MPT defende fim de repasses a Cuba no programa Mais Médicos
Órgão quer que salários dos cubanos sejam pagos pelo Brasil diretamente aos profissionais
Brasil|Do R7
O MPT (Ministério Público do Trabalho) quer que os salários dos cubanos que estão trabalhando no programa Mais Médicos sejam pagos pelo Brasil diretamente aos profissionais e que seja interrompida a prática de repassar parte do dinheiro ao governo de Cuba. Com o esquema que está atualmente em vigor, os cubanos só vão receber todo o dinheiro quando voltarem ao seu país, e isso o MPT não aceita. O procurador Sebastião Caixeta defende a proposta.
— O Brasil tem de pagar diretamente os profissionais cubanos.
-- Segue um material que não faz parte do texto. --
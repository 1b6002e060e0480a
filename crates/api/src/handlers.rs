//! HTTP-Handler der Query-API
//!
//! Beide Endpunkte liefern Momentaufnahmen mit dem `success`-Umschlag
//! des urspruenglichen Dienstes.

use axum::extract::State;
use axum::http::StatusCode;
use axum::response::{IntoResponse, Json};
use plauderkasten_protocol::OnlineBenutzer;
use serde_json::json;

use crate::ApiState;

/// GET /api/online-users – aktuelle Praesenz-Momentaufnahme
///
/// Die Projektion laesst die VerbindungsId weg; nach aussen existieren
/// nur Benutzername und Farbe.
pub async fn online_users(State(state): State<ApiState>) -> impl IntoResponse {
    let users: Vec<OnlineBenutzer> = state
        .register
        .alle()
        .into_iter()
        .map(|s| OnlineBenutzer {
            username: s.username,
            color: s.farbe,
        })
        .collect();

    Json(json!({ "success": true, "users": users }))
}

/// GET /api/messages – Nachrichten-History in Einfuegereihenfolge
pub async fn messages(State(state): State<ApiState>) -> impl IntoResponse {
    Json(json!({ "success": true, "messages": state.nachrichten.alle() }))
}

/// GET /health – Health-Check-Endpunkt
pub async fn health(State(state): State<ApiState>) -> impl IntoResponse {
    (
        StatusCode::OK,
        Json(json!({
            "status": "ok",
            "uptime_secs": state.start_zeit.elapsed().as_secs(),
        })),
    )
}
//! SitzungsRegister – Verwaltet die Praesenz aller lebenden Verbindungen
//!
//! Eine `Sitzung` existiert ab dem `user_online`-Ereignis einer Verbindung
//! und verschwindet mit ihr. Das Register ist der alleinige Eigentuemer;
//! andere Komponenten halten nur die `VerbindungsId`.
//!
//! Benutzernamen sind NICHT eindeutig – zwei Verbindungen koennen
//! denselben Namen beanspruchen. `nach_username` loest die Mehrdeutigkeit
//! deterministisch auf: die zuerst registrierte Sitzung gewinnt, bis sie
//! sich trennt. Eindeutigkeit durchzusetzen ist Sache des vorgelagerten
//! Identitaets-Dienstes.

use dashmap::DashMap;
use plauderkasten_core::VerbindungsId;
use std::sync::atomic::{AtomicU64, Ordering};
use std::sync::Arc;

// ---------------------------------------------------------------------------
// Sitzung
// ---------------------------------------------------------------------------

/// Praesenz-Daten einer angemeldeten Verbindung
#[derive(Debug, Clone)]
pub struct Sitzung {
    pub verbindung: VerbindungsId,
    pub username: String,
    pub farbe: String,
    /// Registrierungs-Rang: prozessweit monoton steigend. Dient als
    /// Tie-Break bei doppelten Benutzernamen und als stabile Ordnung
    /// der Praesenz-Snapshots.
    pub seq: u64,
}

// ---------------------------------------------------------------------------
// SitzungsRegister
// ---------------------------------------------------------------------------

/// Verwaltet alle angemeldeten Sitzungen
///
/// Thread-safe via Arc + DashMap. Clone teilt den inneren Zustand.
/// Keine der Operationen schlaegt fehl – Abwesenheit ist `None`.
#[derive(Clone)]
pub struct SitzungsRegister {
    inner: Arc<RegisterInnen>,
}

struct RegisterInnen {
    /// Alle angemeldeten Sitzungen, indiziert nach VerbindungsId
    sitzungen: DashMap<VerbindungsId, Sitzung>,
    /// Naechster Registrierungs-Rang
    naechste_seq: AtomicU64,
}

impl SitzungsRegister {
    /// Erstellt ein neues, leeres SitzungsRegister
    pub fn neu() -> Self {
        Self {
            inner: Arc::new(RegisterInnen {
                sitzungen: DashMap::new(),
                naechste_seq: AtomicU64::new(1),
            }),
        }
    }

    /// Meldet eine Verbindung an (oder ueberschreibt ihre Sitzung)
    ///
    /// Ein Ueberschreiben behaelt den urspruenglichen Registrierungs-Rang:
    /// wer seinen Namen oder seine Farbe wechselt, verliert seinen Platz
    /// in der Tie-Break-Ordnung nicht. Broadcasts sind Sache des Aufrufers.
    pub fn anmelden(
        &self,
        verbindung: VerbindungsId,
        username: impl Into<String>,
        farbe: impl Into<String>,
    ) {
        let username = username.into();
        let farbe = farbe.into();

        use dashmap::mapref::entry::Entry;
        match self.inner.sitzungen.entry(verbindung) {
            Entry::Occupied(mut eintrag) => {
                let seq = eintrag.get().seq;
                eintrag.insert(Sitzung {
                    verbindung,
                    username: username.clone(),
                    farbe,
                    seq,
                });
            }
            Entry::Vacant(eintrag) => {
                let seq = self.inner.naechste_seq.fetch_add(1, Ordering::Relaxed);
                eintrag.insert(Sitzung {
                    verbindung,
                    username: username.clone(),
                    farbe,
                    seq,
                });
            }
        }

        tracing::info!(verbindung = %verbindung, username = %username, "Sitzung angemeldet");
    }

    /// Meldet eine Verbindung ab und gibt die vorherige Sitzung zurueck
    ///
    /// Idempotent – eine doppelte Trennung liefert `None`.
    pub fn abmelden(&self, verbindung: &VerbindungsId) -> Option<Sitzung> {
        let sitzung = self.inner.sitzungen.remove(verbindung).map(|(_, s)| s);
        if let Some(ref s) = sitzung {
            tracing::info!(verbindung = %verbindung, username = %s.username, "Sitzung abgemeldet");
        }
        sitzung
    }

    /// Sucht die Sitzung zu einem Benutzernamen
    ///
    /// Linearer Scan. Bei mehreren Treffern gewinnt die zuerst
    /// registrierte Sitzung (kleinster Rang) – deterministisch ueber
    /// wiederholte Aufrufe hinweg, bis diese sich trennt.
    pub fn nach_username(&self, username: &str) -> Option<Sitzung> {
        self.inner
            .sitzungen
            .iter()
            .filter(|eintrag| eintrag.value().username == username)
            .min_by_key(|eintrag| eintrag.value().seq)
            .map(|eintrag| eintrag.value().clone())
    }

    /// Gibt die Sitzung einer Verbindung zurueck
    pub fn sitzung(&self, verbindung: &VerbindungsId) -> Option<Sitzung> {
        self.inner
            .sitzungen
            .get(verbindung)
            .map(|e| e.value().clone())
    }

    /// Prueft ob eine Verbindung angemeldet ist
    pub fn ist_angemeldet(&self, verbindung: &VerbindungsId) -> bool {
        self.inner.sitzungen.contains_key(verbindung)
    }

    /// Gibt alle Sitzungen zurueck, nach Registrierungs-Rang sortiert
    ///
    /// Snapshot zum Aufrufzeitpunkt. Aufrufer projizieren auf
    /// `{username, farbe}` bevor etwas den Prozess verlaesst – die
    /// VerbindungsId gehoert nicht in Praesenz-Snapshots.
    pub fn alle(&self) -> Vec<Sitzung> {
        let mut sitzungen: Vec<Sitzung> = self
            .inner
            .sitzungen
            .iter()
            .map(|e| e.value().clone())
            .collect();
        sitzungen.sort_by_key(|s| s.seq);
        sitzungen
    }

    /// Gibt die Anzahl der angemeldeten Sitzungen zurueck
    pub fn anzahl(&self) -> usize {
        self.inner.sitzungen.len()
    }
}

impl Default for SitzungsRegister {
    fn default() -> Self {
        Self::neu()
    }
}

// ---------------------------------------------------------------------------
// Tests
// ---------------------------------------------------------------------------
//! TCP-Listener – Bindet Socket, akzeptiert Verbindungen
//!
//! Der `RelayServer` bindet einen TCP-Socket und startet fuer jede
//! eingehende Verbindung einen eigenen tokio-Task mit einer
//! `ClientVerbindung`. Gebunden wird bereits beim Erstellen, damit
//! Tests Port 0 verwenden und die tatsaechliche Adresse abfragen
//! koennen.

use std::net::SocketAddr;
use std::sync::Arc;
use tokio::net::TcpListener;

use crate::connection::ClientVerbindung;
use crate::server_state::RelayZustand;

/// TCP-Relay-Server
///
/// Akzeptiert Verbindungen in einer Loop; jede Verbindung laeuft als
/// eigener tokio-Task.
pub struct RelayServer {
    state: Arc<RelayZustand>,
    listener: TcpListener,
}

impl RelayServer {
    /// Bindet den TCP-Socket und erstellt den Server
    pub async fn binden(state: Arc<RelayZustand>, bind_addr: SocketAddr) -> std::io::Result<Self> {
        let listener = TcpListener::bind(bind_addr).await?;
        tracing::info!(adresse = %listener.local_addr()?, "TCP Relay-Server gebunden");
        Ok(Self { state, listener })
    }

    /// Gibt die tatsaechlich gebundene Adresse zurueck
    pub fn local_addr(&self) -> std::io::Result<SocketAddr> {
        self.listener.local_addr()
    }

    /// Akzeptiert Verbindungen bis `shutdown_rx` ein `true` liefert
    pub async fn starten(
        self,
        mut shutdown_rx: tokio::sync::watch::Receiver<bool>,
    ) -> std::io::Result<()> {
        loop {
            tokio::select! {
                // Neue eingehende Verbindung
                result = self.listener.accept() => {
                    match result {
                        Ok((stream, peer_addr)) => {
                            // Verbindungs-Limit pruefen
                            let verbunden = self.state.broadcaster.anzahl() as u32;
                            if verbunden >= self.state.config.max_clients {
                                tracing::warn!(
                                    peer = %peer_addr,
                                    max = self.state.config.max_clients,
                                    "Server voll – Verbindung abgelehnt"
                                );
                                drop(stream);
                                continue;
                            }

                            tracing::debug!(peer = %peer_addr, "Verbindung akzeptiert");

                            let verbindung = ClientVerbindung::neu(
                                Arc::clone(&self.state),
                                peer_addr,
                            );
                            let shutdown_rx_clone = shutdown_rx.clone();

                            tokio::spawn(async move {
                                verbindung.verarbeiten(stream, shutdown_rx_clone).await;
                            });
                        }
                        Err(e) => {
                            tracing::error!(fehler = %e, "TCP-Accept-Fehler");
                            tokio::time::sleep(std::time::Duration::from_millis(10)).await;
                        }
                    }
                }

                // Shutdown-Signal
                Ok(()) = shutdown_rx.changed() => {
                    if *shutdown_rx.borrow() {
                        tracing::info!("Relay-Server: Shutdown-Signal empfangen");
                        break;
                    }
                }
            }
        }

        tracing::info!("TCP Relay-Server gestoppt");
        Ok(())
    }
}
O órgão também quer que os cubanos recebam salários semelhantes aos de profissionais de outras nacionalidades que estão no Mais Médicos.
— Caso não haja nenhuma alteração na relação, entraremos com ação judicial contra o governo.
Há queixas de que os cubanos estariam recebendo menos do que os demais médicos atuantes no programa.
Segundo o procurador, o governo federal tem sustentado que não haveria um vínculo do Brasil com os médicos cubanos, mas um arranjo de direito internacional, o que não exigiria a aplicação da legislação trabalhista brasileira.
— O MP, contudo, não vê as coisas assim.
O MPT deve concluir ainda neste mês um inquérito sobre a situação dos cubanos que trabalham no Mais Médicos. Segundo Caixeta, o Brasil tem desrespeitado tanto a Constituição brasileira, no que diz direito à garantia de igualdade de direitos, quanto acordos internacionais.
— Sustentamos que a legislação aplicável aos cubanos é a mesma que a dos brasileiros. É uma disparidade tremenda, um tratamento discriminatório que não tem nenhuma base razoável de ser.
Caixeta afirmou que o episódio envolvendo a médica cubana ajudou o MPT a concluir que houve desvirtuamentos na contratação de médicos.